Effect of Zn impurities on the normal-state Hall angle in single-crystal ${\mathrm{YBa}}_2$${\mathrm{Cu}}_{3\mathrm{-}\mathit{x}}$${\mathrm{Zn}}_{\mathit{x}}$${\mathrm{O}}_{7\mathrm{-}\mathrm{\delta }}$

In Zn-doped single-crystal ${\mathrm{YBa}}_2$${\mathrm{Cu}}_{3\mathrm{-}\mathit{x}}$${\mathrm{Zn}}_{\mathit{x}}$${\mathrm{O}}_{7\mathrm{-}\mathrm{\delta }}$ we show that the normal-state Hall angle varies as cot${\mathrm{\theta }}_{\mathit{H}}$=α${\mathit{T}}^2$+βx, as predicted by Anderson (T is temperature).
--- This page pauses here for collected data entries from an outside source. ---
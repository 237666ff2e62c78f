//! Message database model

use carechat_core::Attachment;
use chrono::{DateTime, Utc};
use sqlx::types::Json;
use sqlx::FromRow;

/// Database model for messages table
#[derive(Debug, Clone, FromRow)]
pub struct MessageModel {
    pub id: i64,
    pub conversation_id: i64,
    pub conversation_key: String,
    pub sender_id: i64,
    pub recipient_id: i64,
    pub content: String,
    pub message_type: String,
    pub attachment: Option<Json<Attachment>>,
    pub status: String,
    pub is_read: bool,
    pub read_at: Option<DateTime<Utc>>,
    pub reply_to: Option<i64>,
    pub is_edited: bool,
    pub edited_at: Option<DateTime<Utc>>,
    pub original_content: Option<String>,
    pub created_at: DateTime<Utc>,
    pub updated_at: DateTime<Utc>,
}

/// One row of the per-type statistics query
#[derive(Debug, Clone, FromRow)]
pub struct TypeCountModel {
    pub message_type: String,
    pub count: i64,
}
//! PostgreSQL implementation of ConversationRepository

use async_trait::async_trait;
use chrono::{DateTime, Utc};
use sqlx::types::Json;
use sqlx::PgPool;
use tracing::{debug, instrument};

use carechat_core::traits::{ConversationRepository, RepoResult};
use carechat_core::{Conversation, ConversationKey, DomainError, LastMessage, Snowflake};

use crate::models::ConversationModel;

use super::error::{conversation_not_found, map_db_error};

/// PostgreSQL implementation of ConversationRepository
#[derive(Clone)]
pub struct PgConversationRepository {
    pool: PgPool,
}

impl PgConversationRepository {
    pub fn new(pool: PgPool) -> Self {
        Self { pool }
    }
}

#[async_trait]
impl ConversationRepository for PgConversationRepository {
    #[instrument(skip(self))]
    async fn find_or_create(
        &self,
        a: Snowflake,
        b: Snowflake,
        new_id: Snowflake,
        now: DateTime<Utc>,
    ) -> RepoResult<(Conversation, bool)> {
        let key = ConversationKey::for_pair(a, b)?;

        if let Some(existing) = self.find_by_key(&key).await? {
            return Ok((existing, false));
        }

        let (first, second) = key.participants();
        let inserted = sqlx::query_as::<_, ConversationModel>(
            r#"
            INSERT INTO conversations (id, conversation_key, participants, chat_type, started_at, last_activity)
            VALUES ($1, $2, $3, 'direct', $4, $4)
            ON CONFLICT (conversation_key) DO NOTHING
            RETURNING id, conversation_key, participants, chat_type, last_message,
                      unread_counts, muted, pinned, is_active, started_at, last_activity
            "#,
        )
        .bind(new_id.into_inner())
        .bind(key.as_str())
        .bind(vec![first.into_inner(), second.into_inner()])
        .bind(now)
        .fetch_optional(&self.pool)
        .await
        .map_err(map_db_error)?;

        match inserted {
            Some(model) => Ok((Conversation::try_from(model)?, true)),
            None => {
                // Lost the race to a concurrent first message; the winner's row exists now
                debug!(key = %key, "conversation created concurrently, re-reading");
                let existing = self.find_by_key(&key).await?.ok_or_else(|| {
                    DomainError::Storage(format!("conversation {key} vanished after conflict"))
                })?;
                Ok((existing, false))
            }
        }
    }

    #[instrument(skip(self))]
    async fn find_by_id(&self, id: Snowflake) -> RepoResult<Option<Conversation>> {
        let result = sqlx::query_as::<_, ConversationModel>(
            r#"
            SELECT id, conversation_key, participants, chat_type, last_message,
                   unread_counts, muted, pinned, is_active, started_at, last_activity
            FROM conversations
            WHERE id = $1
            "#,
        )
        .bind(id.into_inner())
        .fetch_optional(&self.pool)
        .await
        .map_err(map_db_error)?;

        result.map(Conversation::try_from).transpose()
    }

    #[instrument(skip(self))]
    async fn find_by_key(&self, key: &ConversationKey) -> RepoResult<Option<Conversation>> {
        let result = sqlx::query_as::<_, ConversationModel>(
            r#"
            SELECT id, conversation_key, participants, chat_type, last_message,
                   unread_counts, muted, pinned, is_active, started_at, last_activity
            FROM conversations
            WHERE conversation_key = $1
            "#,
        )
        .bind(key.as_str())
        .fetch_optional(&self.pool)
        .await
        .map_err(map_db_error)?;

        result.map(Conversation::try_from).transpose()
    }

    #[instrument(skip(self))]
    async fn find_by_user(&self, user_id: Snowflake) -> RepoResult<Vec<Conversation>> {
        let results = sqlx::query_as::<_, ConversationModel>(
            r#"
            SELECT id, conversation_key, participants, chat_type, last_message,
                   unread_counts, muted, pinned, is_active, started_at, last_activity
            FROM conversations
            WHERE $1 = ANY(participants) AND is_active
            ORDER BY last_activity DESC
            "#,
        )
        .bind(user_id.into_inner())
        .fetch_all(&self.pool)
        .await
        .map_err(map_db_error)?;

        results.into_iter().map(Conversation::try_from).collect()
    }

    #[instrument(skip(self, snapshot))]
    async fn update_last_message(
        &self,
        id: Snowflake,
        snapshot: &LastMessage,
        now: DateTime<Utc>,
    ) -> RepoResult<()> {
        let result = sqlx::query(
            r#"
            UPDATE conversations
            SET last_message = $2, last_activity = $3, is_active = TRUE
            WHERE id = $1
            "#,
        )
        .bind(id.into_inner())
        .bind(Json(snapshot))
        .bind(now)
        .execute(&self.pool)
        .await
        .map_err(map_db_error)?;

        if result.rows_affected() == 0 {
            return Err(conversation_not_found(id));
        }
        Ok(())
    }

    #[instrument(skip(self))]
    async fn increment_unread(&self, id: Snowflake, participant: Snowflake) -> RepoResult<i64> {
        // Single statement so concurrent senders never lose an increment
        let count = sqlx::query_scalar::<_, i64>(
            r#"
            UPDATE conversations
            SET unread_counts = jsonb_set(
                unread_counts,
                ARRAY[$2::text],
                to_jsonb(COALESCE((unread_counts ->> $2::text)::bigint, 0) + 1)
            )
            WHERE id = $1
            RETURNING (unread_counts ->> $2::text)::bigint
            "#,
        )
        .bind(id.into_inner())
        .bind(participant.to_string())
        .fetch_optional(&self.pool)
        .await
        .map_err(map_db_error)?;

        count.ok_or_else(|| conversation_not_found(id))
    }

    #[instrument(skip(self))]
    async fn reset_unread(&self, id: Snowflake, participant: Snowflake) -> RepoResult<()> {
        let result = sqlx::query(
            r#"
            UPDATE conversations
            SET unread_counts = jsonb_set(unread_counts, ARRAY[$2::text], '0'::jsonb)
            WHERE id = $1
            "#,
        )
        .bind(id.into_inner())
        .bind(participant.to_string())
        .execute(&self.pool)
        .await
        .map_err(map_db_error)?;

        if result.rows_affected() == 0 {
            return Err(conversation_not_found(id));
        }
        Ok(())
    }

    #[instrument(skip(self))]
    async fn toggle_mute(&self, id: Snowflake, participant: Snowflake) -> RepoResult<bool> {
        let flag = sqlx::query_scalar::<_, bool>(
            r#"
            UPDATE conversations
            SET muted = jsonb_set(
                muted,
                ARRAY[$2::text],
                to_jsonb(NOT COALESCE((muted ->> $2::text)::boolean, FALSE))
            )
            WHERE id = $1
            RETURNING (muted ->> $2::text)::boolean
            "#,
        )
        .bind(id.into_inner())
        .bind(participant.to_string())
        .fetch_optional(&self.pool)
        .await
        .map_err(map_db_error)?;

        flag.ok_or_else(|| conversation_not_found(id))
    }

    #[instrument(skip(self))]
    async fn toggle_pin(&self, id: Snowflake, participant: Snowflake) -> RepoResult<bool> {
        let flag = sqlx::query_scalar::<_, bool>(
            r#"
            UPDATE conversations
            SET pinned = jsonb_set(
                pinned,
                ARRAY[$2::text],
                to_jsonb(NOT COALESCE((pinned ->> $2::text)::boolean, FALSE))
            )
            WHERE id = $1
            RETURNING (pinned ->> $2::text)::boolean
            "#,
        )
        .bind(id.into_inner())
        .bind(participant.to_string())
        .fetch_optional(&self.pool)
        .await
        .map_err(map_db_error)?;

        flag.ok_or_else(|| conversation_not_found(id))
    }

    #[instrument(skip(self))]
    async fn set_active(&self, id: Snowflake, active: bool) -> RepoResult<()> {
        let result = sqlx::query("UPDATE conversations SET is_active = $2 WHERE id = $1")
            .bind(id.into_inner())
            .bind(active)
            .execute(&self.pool)
            .await
            .map_err(map_db_error)?;

        if result.rows_affected() == 0 {
            return Err(conversation_not_found(id));
        }
        Ok(())
    }
}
The existence of two distinct relaxation time scales (${\mathrm{\tau }}_{\mathit{H}}$∼1/${\mathit{T}}^2$ and ${\mathrm{\tau }}_{\mathrm{tr}}$∼1/T), required by experiment, precludes all multi-band Drude-type models. A number of puzzling features of the Hall effect in the cuprates are resolved with the new analysis. We also report an improved measurement of the scattering cross section of Zn in the ${\mathrm{CuO}}_2$ planes.